GREY AREA
Manish Vora and Kyle DeWoody felt a void in the art world and filled it with Grey Area—the artist-designed objects website that opened its first showroom and store space in SoHo last month.
The cofounders had shared backgrounds in art, though rather different ones. Vora left a career in investment banking to launch Artlog, the global contemporary art guide, in 2008 and DeWoody, the daughter of contemporary art collector Beth Rudin DeWoody and the artist Jim DeWoody, had dabbled in design, consulting, curating, and writing. But shortly after their paths crossed one summer, at the annual Watermill Center Benefit, Vora approached DeWoody with an idea for a site to sell artist pieces—wearable, functional, editioned—that lacked a proper platform.

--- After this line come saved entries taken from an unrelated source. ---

use std::collections::HashMap;

use crate::storage::types::chunk_embedding::ChunkEmbedding;
use crate::{error::AppError, storage::db::SurrealDbClient, stored_object};

stored_object!(Chunk, "chunk", {
    corpus_id: String,
    content: String,
    file_path: String,
    start_line: u32,
    end_line: u32,
    language: Option<String>,
    token_count: u32,
    summary: Option<String>,
    #[serde(default)]
    metadata: serde_json::Value
});

/// A chunk row plus the leg-local score it was found with.
#[allow(clippy::module_name_repetitions)]
#[derive(Debug, serde::Serialize, serde::Deserialize, PartialEq)]
pub struct ScoredChunk {
    pub chunk: Chunk,
    pub score: f32,
}

impl Chunk {
    pub fn new(
        chunk_id: String,
        corpus_id: String,
        content: String,
        file_path: String,
        start_line: u32,
        end_line: u32,
    ) -> Self {
        let now = Utc::now();
        Self {
            id: chunk_id,
            created_at: now,
            updated_at: now,
            corpus_id,
            content,
            file_path,
            start_line,
            end_line,
            language: None,
            token_count: 0,
            summary: None,
            metadata: serde_json::Value::Null,
        }
    }

    pub fn with_language(mut self, language: impl Into<String>) -> Self {
        self.language = Some(language.into());
        self
    }

    /// Store a chunk and its embedding atomically. The indexer is the real
    /// writer; the core ships this for fixtures and bootstrap tooling.
    pub async fn store_with_embedding(
        chunk: Chunk,
        embedding: Vec<f32>,
        db: &SurrealDbClient,
    ) -> Result<(), AppError> {
        let chunk_id = chunk.id.clone();
        let emb = ChunkEmbedding::new(&chunk_id, chunk.corpus_id.clone(), embedding);

        let response = db
            .client
            .query("BEGIN TRANSACTION;")
            .query(format!(
                "CREATE type::thing('{chunk_table}', $chunk_id) CONTENT $chunk;",
                chunk_table = Self::table_name(),
            ))
            .query(format!(
                "CREATE type::thing('{emb_table}', $emb_id) CONTENT $emb;",
                emb_table = ChunkEmbedding::table_name(),
            ))
            .query("COMMIT TRANSACTION;")
            .bind(("chunk_id", chunk_id.clone()))
            .bind(("chunk", chunk))
            .bind(("emb_id", emb.id.clone()))
            .bind(("emb", emb))
            .await
            .map_err(AppError::Database)?;

        response.check().map_err(AppError::Database)?;

        Ok(())
    }

    /// Hydrate full rows for a set of chunk ids, preserving input order.
    pub async fn fetch_by_ids(
        db: &SurrealDbClient,
        corpus_id: &str,
        ids: &[String],
    ) -> Result<Vec<Chunk>, AppError> {
        if ids.is_empty() {
            return Ok(Vec::new());
        }

        let thing_ids: Vec<Thing> = ids
            .iter()
            .map(|id| Thing::from((Self::table_name(), id.as_str())))
            .collect();

        let mut response = db
            .query("SELECT * FROM type::table($table) WHERE id IN $things AND corpus_id = $corpus_id")
            .bind(("table", Self::table_name().to_owned()))
            .bind(("things", thing_ids))
            .bind(("corpus_id", corpus_id.to_owned()))
            .await
            .map_err(AppError::Database)?;

        let rows: Vec<Chunk> = response.take(0).map_err(AppError::Database)?;

        let mut by_id: HashMap<String, Chunk> =
            rows.into_iter().map(|c| (c.id.clone(), c)).collect();

        Ok(ids.iter().filter_map(|id| by_id.remove(id)).collect())
    }

    /// Full-text search over chunk content using the BM25 index. Scores are
    /// BM25 relevance as reported by the index; ordering is score-descending.
    pub async fn fts_search(
        db: &SurrealDbClient,
        corpus_id: &str,
        terms: &str,
        take: usize,
    ) -> Result<Vec<ScoredChunk>, AppError> {
        #[derive(Deserialize)]
        struct ScoreRow {
            #[serde(deserialize_with = "deserialize_flexible_id")]
            id: String,
            score: Option<f32>,
        }

        let limit = i64::try_from(take).unwrap_or(i64::MAX);

        let sql = format!(
            r#"
            SELECT
                id,
                IF search::score(0) != NONE THEN search::score(0) ELSE 0 END AS score
            FROM {chunk_table}
            WHERE content @0@ $terms
              AND corpus_id = $corpus_id
            ORDER BY score DESC
            LIMIT $limit;
            "#,
            chunk_table = Self::table_name(),
        );

        let mut response = db
            .query(&sql)
            .bind(("terms", terms.to_owned()))
            .bind(("corpus_id", corpus_id.to_owned()))
            .bind(("limit", limit))
            .await
            .map_err(|e| AppError::InternalError(format!("Surreal query failed: {e}")))?;

        let response = response.check();
        let mut response = match response {
            Ok(response) => response,
            // An FTS query without a matching index errors rather than
            // returning empty; treat that as no hits.
            Err(_) => return Ok(Vec::new()),
        };

        let score_rows: Vec<ScoreRow> = response.take(0).map_err(AppError::Database)?;
        if score_rows.is_empty() {
            return Ok(Vec::new());
        }

        let ids: Vec<String> = score_rows.iter().map(|row| row.id.clone()).collect();
        let chunks = Self::fetch_by_ids(db, corpus_id, &ids).await?;

        let mut chunk_map: HashMap<String, Chunk> =
            chunks.into_iter().map(|c| (c.id.clone(), c)).collect();

        let mut results = Vec::with_capacity(score_rows.len());
        for row in score_rows {
            if let Some(chunk) = chunk_map.remove(&row.id) {
                results.push(ScoredChunk {
                    chunk,
                    score: row.score.unwrap_or_default(),
                });
            }
        }

        Ok(results)
    }

    /// Path-component search used by the sparse leg's filename fallback.
    pub async fn file_path_search(
        db: &SurrealDbClient,
        corpus_id: &str,
        tokens: &[String],
        take: usize,
    ) -> Result<Vec<Chunk>, AppError> {
        let mut seen: HashMap<String, Chunk> = HashMap::new();
        let mut order: Vec<String> = Vec::new();

        for token in tokens {
            let token = token.trim().to_ascii_lowercase();
            if token.is_empty() {
                continue;
            }

            let mut response = db
                .query(
                    "SELECT * FROM type::table($table) \
                     WHERE corpus_id = $corpus_id \
                       AND string::contains(string::lowercase(file_path), $needle) \
                     LIMIT $limit",
                )
                .bind(("table", Self::table_name().to_owned()))
                .bind(("corpus_id", corpus_id.to_owned()))
                .bind(("needle", token))
                .bind(("limit", i64::try_from(take).unwrap_or(i64::MAX)))
                .await
                .map_err(AppError::Database)?;

            let rows: Vec<Chunk> = response.take(0).map_err(AppError::Database)?;
            for chunk in rows {
                if !seen.contains_key(&chunk.id) {
                    order.push(chunk.id.clone());
                    seen.insert(chunk.id.clone(), chunk);
                }
            }
            if order.len() >= take {
                break;
            }
        }

        Ok(order
            .into_iter()
            .take(take)
            .filter_map(|id| seen.remove(&id))
            .collect())
    }

    /// Line-range lookup used by the graph leg when membership edges are
    /// absent: any chunk of the file overlapping [start, end].
    pub async fn find_by_span(
        db: &SurrealDbClient,
        corpus_id: &str,
        file_path: &str,
        start_line: u32,
        end_line: u32,
    ) -> Result<Vec<Chunk>, AppError> {
        let mut response = db
            .query(
                "SELECT * FROM type::table($table) \
                 WHERE corpus_id = $corpus_id \
                   AND file_path = $file_path \
                   AND start_line <= $end_line \
                   AND end_line >= $start_line",
            )
            .bind(("table", Self::table_name().to_owned()))
            .bind(("corpus_id", corpus_id.to_owned()))
            .bind(("file_path", file_path.to_owned()))
            .bind(("start_line", i64::from(start_line)))
            .bind(("end_line", i64::from(end_line)))
            .await
            .map_err(AppError::Database)?;

        response.take(0).map_err(AppError::Database)
    }

    pub async fn count_for_corpus(db: &SurrealDbClient, corpus_id: &str) -> Result<usize, AppError> {
        #[derive(Deserialize)]
        struct CountRow {
            total: Option<u64>,
        }

        let mut response = db
            .query("SELECT count() AS total FROM type::table($table) WHERE corpus_id = $corpus_id GROUP ALL")
            .bind(("table", Self::table_name().to_owned()))
            .bind(("corpus_id", corpus_id.to_owned()))
            .await
            .map_err(AppError::Database)?;

        let rows: Vec<CountRow> = response.take(0).map_err(AppError::Database)?;
        Ok(rows
            .first()
            .and_then(|row| row.total)
            .map(|v| v as usize)
            .unwrap_or(0))
    }
}

#[cfg(test)]
mod tests {
    use super::*;
    use crate::config::scoped::SparseLegSettings;
    use uuid::Uuid;

    async fn test_db() -> SurrealDbClient {
        let db = SurrealDbClient::memory("chunk_ns", &Uuid::new_v4().to_string())
            .await
            .expect("in-memory surrealdb");
        db.apply_schema(3, &SparseLegSettings::default(), 1.2, 0.4)
            .await
            .expect("schema");
        db
    }

    fn sample_chunk(id: &str, corpus: &str, content: &str, path: &str) -> Chunk {
        Chunk::new(
            id.to_string(),
            corpus.to_string(),
            content.to_string(),
            path.to_string(),
            1,
            10,
        )
    }

    #[tokio::test]
    async fn store_with_embedding_creates_both_rows() {
        let db = test_db().await;
        let chunk = sample_chunk("c1", "repo", "fn main() {}", "src/main.rs");

        Chunk::store_with_embedding(chunk.clone(), vec![0.1, 0.2, 0.3], &db)
            .await
            .expect("store");

        let stored: Option<Chunk> = db.get_item("c1").await.expect("get chunk");
        assert!(stored.is_some());

        let emb: Option<ChunkEmbedding> = db.get_item("c1").await.expect("get embedding");
        let emb = emb.expect("embedding row");
        assert_eq!(emb.chunk_id, "c1");
        assert_eq!(emb.embedding.len(), 3);
    }

    #[tokio::test]
    async fn fetch_by_ids_preserves_requested_order() {
        let db = test_db().await;
        for (id, content) in [("a", "alpha"), ("b", "beta"), ("c", "gamma")] {
            Chunk::store_with_embedding(
                sample_chunk(id, "repo", content, "src/lib.rs"),
                vec![0.0, 0.0, 1.0],
                &db,
            )
            .await
            .expect("store");
        }

        let fetched = Chunk::fetch_by_ids(&db, "repo", &["c".into(), "a".into()])
            .await
            .expect("fetch");
        let ids: Vec<&str> = fetched.iter().map(|c| c.id.as_str()).collect();
        assert_eq!(ids, vec!["c", "a"]);
    }

    #[tokio::test]
    async fn fts_search_scopes_to_corpus() {
        let db = test_db().await;
        Chunk::store_with_embedding(
            sample_chunk("c1", "repo_a", "token refresh login flow", "src/auth.rs"),
            vec![1.0, 0.0, 0.0],
            &db,
        )
        .await
        .expect("store a");
        Chunk::store_with_embedding(
            sample_chunk("c2", "repo_b", "token refresh login flow", "src/auth.rs"),
            vec![1.0, 0.0, 0.0],
            &db,
        )
        .await
        .expect("store b");
        db.rebuild_indexes().await.expect("rebuild");

        let hits = Chunk::fts_search(&db, "repo_a", "token", 10).await.expect("fts");
        assert_eq!(hits.len(), 1);
        assert_eq!(hits[0].chunk.id, "c1");
        assert!(hits[0].score.is_finite());
    }

    #[tokio::test]
    async fn file_path_search_matches_path_components() {
        let db = test_db().await;
        Chunk::store_with_embedding(
            sample_chunk("c1", "repo", "irrelevant body", "src/auth/login_controller.py"),
            vec![1.0, 0.0, 0.0],
            &db,
        )
        .await
        .expect("store");

        let hits = Chunk::file_path_search(&db, "repo", &["login".into()], 5)
            .await
            .expect("path search");
        assert_eq!(hits.len(), 1);
        assert_eq!(hits[0].id, "c1");

        let misses = Chunk::file_path_search(&db, "repo", &["nonexistent".into()], 5)
            .await
            .expect("path search");
        assert!(misses.is_empty());
    }

    #[tokio::test]
    async fn find_by_span_returns_overlapping_chunks() {
        let db = test_db().await;
        let mut chunk = sample_chunk("c1", "repo", "body", "src/lib.rs");
        chunk.start_line = 10;
        chunk.end_line = 30;
        Chunk::store_with_embedding(chunk, vec![1.0, 0.0, 0.0], &db)
            .await
            .expect("store");

        let hits = Chunk::find_by_span(&db, "repo", "src/lib.rs", 25, 40)
            .await
            .expect("span query");
        assert_eq!(hits.len(), 1);

        let misses = Chunk::find_by_span(&db, "repo", "src/lib.rs", 31, 40)
            .await
            .expect("span query");
        assert!(misses.is_empty());
    }
}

DeWoody calls the rest “kismet.” She happened to be curating a show of artist-designed jewelry at the time and was already in touch with some of her favorite artists. That, coupled with the pair’s tendency toward immediacy, expedited the startup process. And just three months later, the Grey Area website had launched, and its first popup shop followed in the Hamptons last summer.
Grey Area offers artist pieces that range from an Anne Koch silver shrimp ring to a Dustin Yellin chessboard. “His work is very recognizable for contemporary collectors,” Vora says of Yellin, the Brooklyn-based artist who often works with large, layered glass pieces. “So it’s kind unique that for Grey Area, he’s taken his concept and made it into this piece…of art, or is this a chessboard? Or is it both?”

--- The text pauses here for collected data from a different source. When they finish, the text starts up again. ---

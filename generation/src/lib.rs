pub mod context;
pub mod providers;
pub mod stream;

use async_openai::types::CreateChatCompletionRequestArgs;
use async_stream::stream;
use futures::{Stream, StreamExt};
use serde::Serialize;
use tracing::{debug, instrument, warn};

use common::{
    config::ScopedConfig,
    error::AppError,
    utils::redaction::safe_error_message,
};
use retrieval_pipeline::{
    debug::FusionDebug, run_search, ChunkMatch, SearchContext, SearchSpec,
};

use context::{format_context, retrieval_only_answer, select_system_prompt};
use providers::{build_client, select_provider_route, ProviderEnv, ProviderKind, ProviderRoute};
use stream::{
    build_messages, extract_delta, extract_response_id, now_ms, AnswerEvent, DonePayload,
    HistoryTurn,
};

/// The provider actually used for a response, surfaced in debug payloads.
#[derive(Debug, Clone, Serialize)]
pub struct ProviderInfo {
    pub kind: ProviderKind,
    pub provider_name: String,
    pub model: String,
    pub base_url: String,
}

impl From<&ProviderRoute> for ProviderInfo {
    fn from(route: &ProviderRoute) -> Self {
        Self {
            kind: route.kind,
            provider_name: route.provider_name.clone(),
            model: route.model.clone(),
            base_url: route.base_url.clone(),
        }
    }
}

/// Retrieval debug extended with the generation outcome.
#[derive(Debug, Serialize)]
pub struct AnswerDebug {
    #[serde(flatten)]
    pub retrieval: FusionDebug,
    pub llm_used: bool,
    #[serde(skip_serializing_if = "Option::is_none")]
    pub llm_error: Option<String>,
    #[serde(skip_serializing_if = "Option::is_none")]
    pub provider: Option<ProviderInfo>,
}

impl AnswerDebug {
    pub fn new(retrieval: FusionDebug) -> Self {
        Self {
            retrieval,
            llm_used: true,
            llm_error: None,
            provider: None,
        }
    }

    #[cfg(test)]
    pub(crate) fn empty_for_tests() -> Self {
        use common::config::scoped::FusionMethod;
        Self::new(FusionDebug::new(FusionMethod::Rrf, 10))
    }
}

/// Everything the composer needs for one answer request.
#[derive(Debug, Clone)]
pub struct AnswerRequest {
    pub spec: SearchSpec,
    pub model_override: String,
    pub system_prompt_override: Option<String>,
    pub history: Vec<HistoryTurn>,
    pub recall_chunks: Vec<ChunkMatch>,
    pub conversation_id: Option<String>,
    pub run_id: Option<String>,
}

impl AnswerRequest {
    pub fn new(spec: SearchSpec) -> Self {
        Self {
            spec,
            model_override: String::new(),
            system_prompt_override: None,
            history: Vec::new(),
            recall_chunks: Vec::new(),
            conversation_id: None,
            run_id: None,
        }
    }

    fn primary_corpus(&self) -> &str {
        self.spec
            .corpus_ids
            .first()
            .map(String::as_str)
            .unwrap_or("")
    }
}

#[derive(Debug, Serialize)]
pub struct AnswerOutput {
    pub answer: String,
    pub sources: Vec<ChunkMatch>,
    pub model: String,
    #[serde(skip_serializing_if = "Option::is_none")]
    pub provider_response_id: Option<String>,
    pub debug: AnswerDebug,
}

struct PreparedGeneration {
    route: ProviderRoute,
    system_prompt: String,
    context_text: String,
    temperature: f32,
}

fn prepare_generation(
    request: &AnswerRequest,
    config: &ScopedConfig,
    chunks: &[ChunkMatch],
) -> Result<PreparedGeneration, AppError> {
    let context_text = format_context(chunks, &request.recall_chunks);

    let system_prompt = match &request.system_prompt_override {
        Some(prompt) if !prompt.trim().is_empty() => prompt.trim().to_string(),
        _ => select_system_prompt(
            !chunks.is_empty(),
            !request.recall_chunks.is_empty(),
            &config.chat,
        ),
    };

    let route = select_provider_route(
        &config.chat,
        &config.generation.openai_base_url,
        &request.model_override,
        &ProviderEnv::from_process(),
    )?;

    let temperature = if chunks.is_empty() {
        config.chat.temperature_no_retrieval
    } else {
        config.chat.temperature
    };

    Ok(PreparedGeneration {
        route,
        system_prompt,
        context_text,
        temperature,
    })
}

/// Retrieve, then compose an answer with the routed provider. The
/// always-answer guarantee holds: any LLM failure (routing, transport,
/// empty response) degrades to a deterministic retrieval-only answer with
/// `llm_used = false` and a redacted `llm_error`.
#[instrument(skip_all, fields(corpus = %request.primary_corpus()))]
pub async fn answer_best_effort(
    ctx: &SearchContext,
    config: &ScopedConfig,
    request: &AnswerRequest,
) -> AnswerOutput {
    let outcome = run_search(ctx, &request.spec, config).await;
    let chunks = outcome.matches;
    let mut dbg = AnswerDebug::new(outcome.debug);

    let mut provider_response_id = None;
    let answer = match generate_once(ctx, config, request, &chunks, &mut dbg).await {
        Ok((text, response_id)) => {
            provider_response_id = response_id;
            text
        }
        Err(err) => {
            let message = safe_error_message(&err.to_string());
            warn!(error = %message, "LLM unavailable; returning retrieval-only answer");
            dbg.llm_used = false;
            dbg.llm_error = Some(message);
            retrieval_only_answer(&request.spec.query, request.primary_corpus(), &chunks)
        }
    };

    let model = if dbg.llm_used {
        dbg.provider
            .as_ref()
            .map(|p| p.model.clone())
            .unwrap_or_else(|| "retrieval-only".to_string())
    } else {
        "retrieval-only".to_string()
    };

    AnswerOutput {
        answer,
        sources: chunks,
        model,
        provider_response_id,
        debug: dbg,
    }
}

async fn generate_once(
    _ctx: &SearchContext,
    config: &ScopedConfig,
    request: &AnswerRequest,
    chunks: &[ChunkMatch],
    dbg: &mut AnswerDebug,
) -> Result<(String, Option<String>), AppError> {
    let prepared = prepare_generation(request, config, chunks)?;
    dbg.provider = Some(ProviderInfo::from(&prepared.route));

    let client = build_client(&prepared.route);
    let messages = build_messages(
        &prepared.system_prompt,
        &request.history,
        &prepared.context_text,
        &request.spec.query,
    )?;

    let chat_request = CreateChatCompletionRequestArgs::default()
        .model(&prepared.route.model)
        .messages(messages)
        .temperature(prepared.temperature)
        .max_completion_tokens(config.chat.max_tokens)
        .build()?;

    let response = client.chat().create(chat_request).await?;

    let response_id = {
        let id = response.id.trim();
        if id.is_empty() {
            None
        } else {
            Some(id.to_string())
        }
    };

    let text = response
        .choices
        .first()
        .and_then(|choice| choice.message.content.clone())
        .unwrap_or_default();

    if text.trim().is_empty() {
        return Err(AppError::InternalError(
            "LLM returned an empty response".to_string(),
        ));
    }

    Ok((text.trim().to_string(), response_id))
}

/// Streaming variant. Yields `text` deltas in provider order and always
/// terminates with a `done` event; LLM failure degrades to one retrieval-only
/// `text` fragment followed by `done`.
pub fn stream_answer<'a>(
    ctx: &'a SearchContext,
    config: &'a ScopedConfig,
    request: &'a AnswerRequest,
) -> impl Stream<Item = AnswerEvent> + 'a {
    stream! {
        let started_at_ms = now_ms();

        let outcome = run_search(ctx, &request.spec, config).await;
        let chunks = outcome.matches;
        let mut dbg = AnswerDebug::new(outcome.debug);

        let mut provider_response_id: Option<String> = None;
        let mut accumulated = String::new();

        match prepare_generation(request, config, &chunks) {
            Ok(prepared) => {
                dbg.provider = Some(ProviderInfo::from(&prepared.route));
                let client = build_client(&prepared.route);

                let stream_result = async {
                    let messages = build_messages(
                        &prepared.system_prompt,
                        &request.history,
                        &prepared.context_text,
                        &request.spec.query,
                    )?;
                    let chat_request = CreateChatCompletionRequestArgs::default()
                        .model(&prepared.route.model)
                        .messages(messages)
                        .temperature(prepared.temperature)
                        .max_completion_tokens(config.chat.max_tokens)
                        .stream(true)
                        .build()?;
                    client
                        .chat()
                        .create_stream(chat_request)
                        .await
                        .map_err(AppError::OpenAI)
                }
                .await;

                match stream_result {
                    Ok(mut provider_stream) => {
                        while let Some(item) = provider_stream.next().await {
                            match item {
                                Ok(response) => {
                                    if provider_response_id.is_none() {
                                        provider_response_id = extract_response_id(&response);
                                    }
                                    if let Some(delta) = extract_delta(&response) {
                                        accumulated.push_str(&delta);
                                        yield AnswerEvent::Text { content: delta };
                                    }
                                }
                                Err(err) => {
                                    let message = safe_error_message(&err.to_string());
                                    warn!(error = %message, "Provider stream failed mid-flight");
                                    dbg.llm_error = Some(message);
                                    break;
                                }
                            }
                        }

                        if accumulated.trim().is_empty() {
                            dbg.llm_used = false;
                            if dbg.llm_error.is_none() {
                                dbg.llm_error =
                                    Some("LLM stream produced no content".to_string());
                            }
                        }
                    }
                    Err(err) => {
                        dbg.llm_used = false;
                        dbg.llm_error = Some(safe_error_message(&err.to_string()));
                    }
                }
            }
            Err(err) => {
                dbg.llm_used = false;
                dbg.llm_error = Some(safe_error_message(&err.to_string()));
            }
        }

        if !dbg.llm_used {
            debug!("Streaming fallback to retrieval-only answer");
            let fallback = retrieval_only_answer(
                &request.spec.query,
                request.primary_corpus(),
                &chunks,
            );
            yield AnswerEvent::Text { content: fallback };
        }

        let payload = DonePayload {
            run_id: request.run_id.clone(),
            conversation_id: request.conversation_id.clone(),
            started_at_ms,
            ended_at_ms: now_ms().max(started_at_ms),
            sources: chunks,
            provider: dbg.provider.clone(),
            provider_response_id,
            debug: dbg,
        };
        yield AnswerEvent::Done { payload: Box::new(payload) };
    }
}

#[cfg(test)]
mod tests {
    use super::*;
    use common::config::scoped::SparseLegSettings;
    use common::storage::db::SurrealDbClient;
    use common::storage::types::chunk::Chunk;
    use common::utils::embedding::EmbeddingProvider;
    use std::sync::Arc;
    use uuid::Uuid;

    async fn seeded_context() -> SearchContext {
        let db = Arc::new(
            SurrealDbClient::memory("gen_ns", &Uuid::new_v4().to_string())
                .await
                .expect("in-memory surrealdb"),
        );
        db.apply_schema(16, &SparseLegSettings::default(), 1.2, 0.4)
            .await
            .expect("schema");

        let embedder = Arc::new(EmbeddingProvider::new_hashed(16));

        let chunk = Chunk::new(
            "c1".into(),
            "repo".into(),
            "authentication flow token refresh login".into(),
            "src/auth.py".into(),
            1,
            12,
        );
        let embedding = embedder.embed(&chunk.content).await.expect("embed");
        Chunk::store_with_embedding(chunk, embedding, &db)
            .await
            .expect("store");
        db.rebuild_indexes().await.expect("rebuild");

        SearchContext::new(db, embedder)
    }

    fn offline_config() -> ScopedConfig {
        // No providers configured anywhere: routing must fail and the
        // always-answer fallback must kick in.
        ScopedConfig::default()
    }

    #[tokio::test]
    async fn answer_falls_back_to_retrieval_only_without_providers() {
        // The test environment must not carry provider keys.
        std::env::remove_var("OPENAI_API_KEY");
        std::env::remove_var("OPENROUTER_API_KEY");

        let ctx = seeded_context().await;
        let request = AnswerRequest::new(SearchSpec::new(
            "authentication token refresh",
            vec!["repo".into()],
        ));

        let output = answer_best_effort(&ctx, &offline_config(), &request).await;

        assert_eq!(output.model, "retrieval-only");
        assert!(!output.debug.llm_used);
        assert!(output.debug.llm_error.as_deref().map(|e| !e.is_empty()).unwrap_or(false));
        assert!(!output.sources.is_empty(), "retrieval should still find the chunk");
        assert!(output.answer.contains("src/auth.py:1-12"));
    }

    #[tokio::test]
    async fn stream_always_ends_with_done_carrying_sources() {
        std::env::remove_var("OPENAI_API_KEY");
        std::env::remove_var("OPENROUTER_API_KEY");

        let ctx = seeded_context().await;
        let mut request = AnswerRequest::new(SearchSpec::new(
            "authentication token refresh",
            vec!["repo".into()],
        ));
        request.run_id = Some("run-1".to_string());

        let config = offline_config();
        let events: Vec<AnswerEvent> = stream_answer(&ctx, &config, &request).collect().await;

        assert!(events.len() >= 2, "at least one text and one done event");
        match events.last().expect("terminal event") {
            AnswerEvent::Done { payload } => {
                assert_eq!(payload.run_id.as_deref(), Some("run-1"));
                assert!(payload.ended_at_ms >= payload.started_at_ms);
                assert!(!payload.sources.is_empty());
                assert!(!payload.debug.llm_used);
            }
            other => panic!("expected done event, got {other:?}"),
        }

        match events.first().expect("first event") {
            AnswerEvent::Text { content } => {
                assert!(content.contains("retrieval-only") || content.contains("Top matching"));
            }
            other => panic!("expected text event, got {other:?}"),
        }
    }
}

“Both,” responds DeWoody, who is particularly excited about a new piece, Shelter Serra’s fake Rolex, made of platinum silicone. “He had done a hard resin cast of fake a Rolex as a sculpture,” she says. “I saw it and said, ‘Make that so I can wear it.’ And he was cool, and down for it, and spent the past fall figuring out the right material.” They’ve recently arrived in the showroom, in black and white.
Yellin’s chessboard and Serra’s Rolex sit in the space among treasures like E.V. Day’s mummified Barbie dolls, an Art Production Fund Yoshitomo Nara beach towel, Yassi Mazandi’s suggestive orchid sculpture and a Peter Dayton surf table, in the new second floor space of the Grey Area’s showroom and store—a long, open space with tall windows and wooden floors. Beyond its spacious setup and ideal retail location, it also has history. Before it was a dress shop, the space was once the studio for Laurie Smith and Carroll Dunham, sometimes shared by Cindy Sherman, DeWoody says.
The extension of the showroom and office into a retail space follows the co-founding pair’s drive to make art experiential and accessible. They want customers to know the story behind the pieces, to feel connected. When customers buzz into Grey Area off Broadway, the team of three (with associate director Ling Luke plus three interns) walks visitors through the space, sharing objects and stories.
“I think more and more you see a desire for consumers to interact with goods that have a story,” Vora says. “And I don’t think that there is a better storyteller out there than the artist. I think our mission and goal has always been to further their stories, in the functional arena.”
Grey Area is open now at 547 Broadway, second floor.